Before they can leave, Torrence arrives at the house with a group of men, looking for the solution to the triffids but Bill refuses to tell him the plan. Torrence threatens to kill the group if he doesn't find a new scheme by the next morning. Bill plans an escape, using the same recordings that killed his father to draw in more triffids as a diversion. Their plans are nearly thwarted by one of the soldiers, a rookie cadet named Troy (Troy Glasgow), who defects to them by faking their deaths to Torrence. The inactive fence is destroyed by the triffid swarm, trapping everybody in the house and grounds but one of the girls picks up an old folk mask from Bill's old things, causing him to remember something from 30 years previous. He was told that if you drip triffid poison into your eyes through the slots in the mask, the liquid will not blind you, but it will make the plants think you are one of them. Realizing that this is the solution they've been looking for, he administers the treatment to himself, Jo, Troy, Susan, and Imogen. It allows them to pass through the triffids unharmed, but Torrence and his remaining forces are eventually overwhelmed and killed.

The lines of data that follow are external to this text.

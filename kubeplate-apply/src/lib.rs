//! # kubeplate-apply
//!
//! Idempotent create-or-update of rendered template objects.
//!
//! [`Applier::apply`] walks the objects in order and, for each one, tries a
//! create; when the resource already exists it falls back to an update. The
//! cluster is reached through the [`ClusterClient`] trait, implemented for a
//! live cluster by [`KubeClusterClient`].

pub mod applier;
pub mod client;
pub mod error;
pub mod kube_client;

pub use applier::{create_or_update, ApplyAction, ApplyOutcome, Applier};
pub use client::{ClientError, ClusterClient};
pub use error::{ApplyError, ReconcileError};
pub use kube_client::KubeClusterClient;
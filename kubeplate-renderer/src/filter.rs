//! Filters over rendered objects.
//!
//! A filter chain is an AND: an object is kept only when every filter
//! accepts it. An empty chain keeps everything. Input order is preserved.

use std::collections::HashSet;

use kubeplate_core::RenderedObject;

pub type FilterFunc = Box<dyn Fn(&RenderedObject) -> bool + Send + Sync>;

const NAMESPACE_KIND: &str = "Namespace";

/// Keep the objects accepted by every filter in `filters`.
pub fn filter(objs: Vec<RenderedObject>, filters: &[FilterFunc]) -> Vec<RenderedObject> {
    objs.into_iter()
        .filter(|obj| filters.iter().all(|accept| accept(obj)))
        .collect()
}

/// Keep `Namespace` objects only.
pub fn retain_namespaces() -> FilterFunc {
    Box::new(|obj| obj.kind() == Some(NAMESPACE_KIND))
}

/// Keep everything except `Namespace` objects.
pub fn retain_all_but_namespaces() -> FilterFunc {
    Box::new(|obj| obj.kind() != Some(NAMESPACE_KIND))
}

/// Keep objects whose kind is one of `kinds`.
pub fn retain_kinds<I, S>(kinds: I) -> FilterFunc
where
    I: IntoIterator<Item = S>,
    S: Into<String>,
{
    let kinds: HashSet<String> = kinds.into_iter().map(Into::into).collect();
    Box::new(move |obj| obj.kind().is_some_and(|kind| kinds.contains(kind)))
}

The family is next seen on the Isle of Wight after settling into the colony. With the group protected from the triffids by the Solent, Bill still wonders about eventually returning to the mainland and questions the moral of how the world was blind even when our eyes were open.

== Cast ==

- Dougray Scott as Bill Masen
- Joely Richardson as Jo Playton
- Jason Priestly as Coker
- Eddie Izzard as Torrence
- Brian Cox as Dennis Masen
- Vanessa Redgrave as Durrant
- Jenn Murray as Susan
- Julia Joyce as Imogen
- Lizzie Hopley as Hilda
- Troy Glasgow as Troy
- Ewen Bremner as Walter Strange
- Shane Taylor as Osman
- Adam Sinclair as Ashdown
- Genevieve O'Reilly as Michelle Beadley

==Production notes==
In November 2008, it was announced that the BBC had commissioned Power and Prodigy Pictures to produce a new version of the story; the drama was screened on 28 and 29 December 2009, starring Dougray Scott as Bill Masen, Joely Richardson as Jo Playton, Brian Cox as Dennis Masen, Vanessa Redgrave as Durrant, Eddie Izzard as Torrence, Jason Priestley as Coker, Jenn Murray as Susan, Ewen Bremner as Walter Strange, Shane Taylor as Osman, Troy Glasgow as Troy, Adam Sinclair as Ashdown, Lizzie Hopley as Hilda and Julia Joyce as Imogen. It was produced by Michael Preger, Stephen Smallwood and directed by Nick Copus (EastEnders, The 4400). The script was by Patrick Harbinson, who has also written episodes of the British dramas Soldier Soldier and Heartbeat, and the American series ER and Law & Order.

===Filming locations===
Cobstone Windmill at Ibstone, Buckinghamshire appears briefly as Masen approaches the village where he meets Susan and Imogen. Masen then descends Cobstone Hill into Turville where the scenes in which he meets Susan and Imogen were filmed. The two girls are seen living at the Bull & Butcher, the public house of the same name in Turville. Shirning, the house used by Bill Masen's father, is Groombridge Place near Tunbridge Wells in Kent. This location was earlier used in the 2005 production of Pride and Prejudice. The scenes based in a religious community were filmed at the Hospital of St Cross in Winchester. The scenes in a pub taken over by Coker and his team were filmed at The Cockpit, St Andrew's Hill, near St Paul's Cathedral, London.

==Home media==
The series was released on DVD on 1 February 2010 in the United Kingdom. The Blu-ray Disc release followed on 22 February. It was shown in Canada on Showcase in February 2011 and subsequently released on DVD.